◆ **What you need to do**: Every line below from the one containing "filename apps/server/src/commands/mod.rs" through the one containing "filename crates/telehealth/src/store.rs" must be transcribed exactly. Omit all lines outside that stretch.

━━━━━ Material for the task

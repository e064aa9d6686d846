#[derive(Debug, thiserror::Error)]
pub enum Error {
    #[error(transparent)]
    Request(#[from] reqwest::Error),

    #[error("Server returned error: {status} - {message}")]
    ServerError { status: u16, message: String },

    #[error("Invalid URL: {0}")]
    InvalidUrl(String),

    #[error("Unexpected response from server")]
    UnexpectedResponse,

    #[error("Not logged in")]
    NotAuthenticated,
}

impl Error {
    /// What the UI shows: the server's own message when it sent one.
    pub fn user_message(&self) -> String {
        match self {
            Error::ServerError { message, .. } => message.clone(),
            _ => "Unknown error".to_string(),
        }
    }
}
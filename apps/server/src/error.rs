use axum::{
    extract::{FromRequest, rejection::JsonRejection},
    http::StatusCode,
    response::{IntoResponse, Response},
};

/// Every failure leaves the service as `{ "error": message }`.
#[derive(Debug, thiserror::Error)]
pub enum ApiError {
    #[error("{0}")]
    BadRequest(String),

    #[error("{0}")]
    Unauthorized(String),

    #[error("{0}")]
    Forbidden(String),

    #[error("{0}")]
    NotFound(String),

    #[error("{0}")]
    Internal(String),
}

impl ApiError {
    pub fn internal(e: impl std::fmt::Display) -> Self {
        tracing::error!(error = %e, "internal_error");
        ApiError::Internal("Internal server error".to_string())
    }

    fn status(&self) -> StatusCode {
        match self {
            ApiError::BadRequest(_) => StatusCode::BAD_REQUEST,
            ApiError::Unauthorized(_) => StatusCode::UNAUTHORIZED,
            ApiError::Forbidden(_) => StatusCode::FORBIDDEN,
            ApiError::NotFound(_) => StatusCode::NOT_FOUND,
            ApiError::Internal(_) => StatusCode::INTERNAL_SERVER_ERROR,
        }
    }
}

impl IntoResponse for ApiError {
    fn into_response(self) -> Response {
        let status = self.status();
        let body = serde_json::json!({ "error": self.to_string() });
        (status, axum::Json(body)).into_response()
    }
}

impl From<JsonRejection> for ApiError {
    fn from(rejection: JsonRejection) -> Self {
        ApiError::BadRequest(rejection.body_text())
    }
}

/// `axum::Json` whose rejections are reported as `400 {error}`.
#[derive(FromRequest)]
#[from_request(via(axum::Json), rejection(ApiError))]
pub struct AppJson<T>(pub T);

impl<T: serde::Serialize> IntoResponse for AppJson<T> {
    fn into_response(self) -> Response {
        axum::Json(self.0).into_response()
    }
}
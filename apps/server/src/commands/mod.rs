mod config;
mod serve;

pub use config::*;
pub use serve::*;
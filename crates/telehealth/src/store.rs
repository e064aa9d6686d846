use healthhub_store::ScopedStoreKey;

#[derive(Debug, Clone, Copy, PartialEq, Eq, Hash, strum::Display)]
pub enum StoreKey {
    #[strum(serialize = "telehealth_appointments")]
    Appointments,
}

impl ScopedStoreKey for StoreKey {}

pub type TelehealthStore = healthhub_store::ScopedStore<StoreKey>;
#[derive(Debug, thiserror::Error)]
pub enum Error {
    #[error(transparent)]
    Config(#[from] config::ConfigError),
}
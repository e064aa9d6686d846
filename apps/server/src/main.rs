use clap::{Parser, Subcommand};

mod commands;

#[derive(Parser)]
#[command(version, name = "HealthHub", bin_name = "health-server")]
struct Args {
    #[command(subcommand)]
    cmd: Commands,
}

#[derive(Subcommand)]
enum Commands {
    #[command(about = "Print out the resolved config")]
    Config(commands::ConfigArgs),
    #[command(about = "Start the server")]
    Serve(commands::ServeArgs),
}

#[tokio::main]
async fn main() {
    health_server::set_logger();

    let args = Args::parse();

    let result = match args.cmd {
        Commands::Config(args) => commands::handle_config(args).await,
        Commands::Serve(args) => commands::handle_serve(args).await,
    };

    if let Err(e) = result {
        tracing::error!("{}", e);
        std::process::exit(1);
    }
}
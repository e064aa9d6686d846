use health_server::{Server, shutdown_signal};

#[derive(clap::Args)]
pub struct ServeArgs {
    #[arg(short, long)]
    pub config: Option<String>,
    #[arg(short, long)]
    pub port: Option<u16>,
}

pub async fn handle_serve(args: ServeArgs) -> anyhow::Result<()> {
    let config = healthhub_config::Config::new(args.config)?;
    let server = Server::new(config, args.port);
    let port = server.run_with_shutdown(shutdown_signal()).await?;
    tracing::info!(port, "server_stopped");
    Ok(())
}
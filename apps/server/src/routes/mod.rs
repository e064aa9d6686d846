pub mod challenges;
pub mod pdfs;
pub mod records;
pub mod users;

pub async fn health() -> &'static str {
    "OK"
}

━━━━━━━━━━
━━━━━ Material for the task

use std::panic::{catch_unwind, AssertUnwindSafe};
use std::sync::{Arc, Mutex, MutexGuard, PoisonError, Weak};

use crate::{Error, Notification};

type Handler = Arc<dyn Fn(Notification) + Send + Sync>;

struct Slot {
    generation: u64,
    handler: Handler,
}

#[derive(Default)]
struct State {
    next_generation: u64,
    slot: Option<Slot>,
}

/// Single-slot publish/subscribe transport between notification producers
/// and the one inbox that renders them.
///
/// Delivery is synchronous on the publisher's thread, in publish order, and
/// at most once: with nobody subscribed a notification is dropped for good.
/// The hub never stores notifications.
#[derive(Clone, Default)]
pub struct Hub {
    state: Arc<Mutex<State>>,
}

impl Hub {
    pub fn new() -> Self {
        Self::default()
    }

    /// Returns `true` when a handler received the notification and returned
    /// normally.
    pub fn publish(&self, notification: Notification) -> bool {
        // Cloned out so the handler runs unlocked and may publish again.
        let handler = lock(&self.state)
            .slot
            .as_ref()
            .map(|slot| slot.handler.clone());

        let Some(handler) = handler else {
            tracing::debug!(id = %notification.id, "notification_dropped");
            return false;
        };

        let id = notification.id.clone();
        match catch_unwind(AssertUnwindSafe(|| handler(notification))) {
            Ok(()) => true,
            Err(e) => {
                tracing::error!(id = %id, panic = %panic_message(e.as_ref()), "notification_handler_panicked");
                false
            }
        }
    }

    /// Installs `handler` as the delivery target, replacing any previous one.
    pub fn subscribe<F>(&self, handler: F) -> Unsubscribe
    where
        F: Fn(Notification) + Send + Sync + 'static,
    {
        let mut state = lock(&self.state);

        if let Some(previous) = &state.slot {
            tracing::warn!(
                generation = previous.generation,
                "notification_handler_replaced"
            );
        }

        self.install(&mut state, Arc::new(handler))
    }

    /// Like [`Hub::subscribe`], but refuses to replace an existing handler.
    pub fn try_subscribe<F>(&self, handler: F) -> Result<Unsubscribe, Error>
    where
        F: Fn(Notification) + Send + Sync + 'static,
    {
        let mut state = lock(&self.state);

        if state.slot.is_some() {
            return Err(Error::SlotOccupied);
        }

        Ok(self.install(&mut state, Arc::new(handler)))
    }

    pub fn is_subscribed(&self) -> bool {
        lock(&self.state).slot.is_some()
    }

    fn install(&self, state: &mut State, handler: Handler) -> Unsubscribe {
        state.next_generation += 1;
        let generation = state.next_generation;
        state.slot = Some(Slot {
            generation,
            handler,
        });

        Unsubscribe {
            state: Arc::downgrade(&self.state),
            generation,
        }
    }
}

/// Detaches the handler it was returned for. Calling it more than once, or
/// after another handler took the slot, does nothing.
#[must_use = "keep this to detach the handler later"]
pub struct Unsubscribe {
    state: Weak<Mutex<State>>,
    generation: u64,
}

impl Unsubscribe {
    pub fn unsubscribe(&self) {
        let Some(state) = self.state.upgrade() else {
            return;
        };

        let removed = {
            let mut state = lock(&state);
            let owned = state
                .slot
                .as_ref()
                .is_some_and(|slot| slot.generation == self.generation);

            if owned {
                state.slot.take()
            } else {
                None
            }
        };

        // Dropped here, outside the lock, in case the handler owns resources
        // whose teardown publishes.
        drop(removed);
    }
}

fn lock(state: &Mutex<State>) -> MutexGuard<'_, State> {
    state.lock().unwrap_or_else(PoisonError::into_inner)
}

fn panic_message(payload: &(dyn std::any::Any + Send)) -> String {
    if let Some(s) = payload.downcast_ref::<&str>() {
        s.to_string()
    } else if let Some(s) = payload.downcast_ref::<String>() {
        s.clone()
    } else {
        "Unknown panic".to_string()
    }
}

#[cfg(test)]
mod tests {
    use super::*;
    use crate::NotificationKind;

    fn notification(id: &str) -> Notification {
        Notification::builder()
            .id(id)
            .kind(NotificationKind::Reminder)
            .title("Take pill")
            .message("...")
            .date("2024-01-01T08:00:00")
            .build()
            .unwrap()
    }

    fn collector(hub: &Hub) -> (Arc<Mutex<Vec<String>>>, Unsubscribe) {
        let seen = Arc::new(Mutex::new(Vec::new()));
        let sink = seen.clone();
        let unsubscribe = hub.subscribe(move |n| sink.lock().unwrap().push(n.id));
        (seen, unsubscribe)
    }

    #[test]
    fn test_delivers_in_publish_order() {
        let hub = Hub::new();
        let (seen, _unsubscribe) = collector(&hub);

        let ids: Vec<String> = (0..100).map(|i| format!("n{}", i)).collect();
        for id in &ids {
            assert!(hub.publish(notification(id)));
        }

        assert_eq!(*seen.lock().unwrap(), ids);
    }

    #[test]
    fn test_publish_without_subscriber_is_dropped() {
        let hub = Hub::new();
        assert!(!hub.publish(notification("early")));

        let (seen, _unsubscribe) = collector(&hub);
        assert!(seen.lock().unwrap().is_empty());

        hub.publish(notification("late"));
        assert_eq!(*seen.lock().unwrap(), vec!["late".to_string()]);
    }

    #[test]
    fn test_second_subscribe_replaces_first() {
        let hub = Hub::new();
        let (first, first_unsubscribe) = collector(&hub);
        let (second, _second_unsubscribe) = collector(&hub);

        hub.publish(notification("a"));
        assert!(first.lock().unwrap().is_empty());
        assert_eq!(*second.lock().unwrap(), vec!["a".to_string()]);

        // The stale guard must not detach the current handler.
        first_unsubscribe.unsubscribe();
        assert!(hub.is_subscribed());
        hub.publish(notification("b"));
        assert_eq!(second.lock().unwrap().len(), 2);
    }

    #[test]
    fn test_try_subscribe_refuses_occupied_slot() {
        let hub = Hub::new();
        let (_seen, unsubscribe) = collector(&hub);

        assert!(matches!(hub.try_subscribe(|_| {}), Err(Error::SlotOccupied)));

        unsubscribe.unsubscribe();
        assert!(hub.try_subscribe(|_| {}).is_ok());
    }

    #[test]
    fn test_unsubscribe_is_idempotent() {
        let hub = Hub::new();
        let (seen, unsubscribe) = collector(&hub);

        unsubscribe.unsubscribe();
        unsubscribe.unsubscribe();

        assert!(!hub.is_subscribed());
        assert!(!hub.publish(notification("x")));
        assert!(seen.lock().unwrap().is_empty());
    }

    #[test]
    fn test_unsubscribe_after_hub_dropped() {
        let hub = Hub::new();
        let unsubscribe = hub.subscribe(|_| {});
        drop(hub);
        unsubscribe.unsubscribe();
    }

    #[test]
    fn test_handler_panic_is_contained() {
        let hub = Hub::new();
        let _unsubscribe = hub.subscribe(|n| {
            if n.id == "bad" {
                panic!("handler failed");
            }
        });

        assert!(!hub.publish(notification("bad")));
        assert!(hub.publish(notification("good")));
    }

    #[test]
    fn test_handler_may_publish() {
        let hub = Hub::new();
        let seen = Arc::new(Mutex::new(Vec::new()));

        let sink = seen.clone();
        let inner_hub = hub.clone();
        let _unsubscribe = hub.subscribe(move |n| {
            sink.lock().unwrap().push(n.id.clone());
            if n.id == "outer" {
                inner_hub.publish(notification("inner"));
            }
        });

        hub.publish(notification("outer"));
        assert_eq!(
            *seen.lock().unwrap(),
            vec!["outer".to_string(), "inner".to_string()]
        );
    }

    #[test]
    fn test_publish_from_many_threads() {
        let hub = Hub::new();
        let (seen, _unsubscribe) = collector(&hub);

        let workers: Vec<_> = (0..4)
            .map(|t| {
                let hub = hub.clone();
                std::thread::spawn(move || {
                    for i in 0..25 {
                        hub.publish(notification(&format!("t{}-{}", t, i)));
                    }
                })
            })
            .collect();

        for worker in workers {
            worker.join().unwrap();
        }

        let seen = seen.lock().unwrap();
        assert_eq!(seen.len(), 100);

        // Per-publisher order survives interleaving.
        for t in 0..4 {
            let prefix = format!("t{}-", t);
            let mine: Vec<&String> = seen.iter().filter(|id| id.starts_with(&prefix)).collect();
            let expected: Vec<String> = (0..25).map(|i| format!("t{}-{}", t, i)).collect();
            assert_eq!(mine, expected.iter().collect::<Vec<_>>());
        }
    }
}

━━━━━━━━━━
━━━━━ Material for the task

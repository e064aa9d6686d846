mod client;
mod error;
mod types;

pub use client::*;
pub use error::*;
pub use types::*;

━━━━━━━━━━

◆ **Solution to this exercise**:
filename apps/server/src/commands/mod.rs
mod config;
mod serve;

pub use config::*;
pub use serve::*;
filename crates/telehealth/src/store.rs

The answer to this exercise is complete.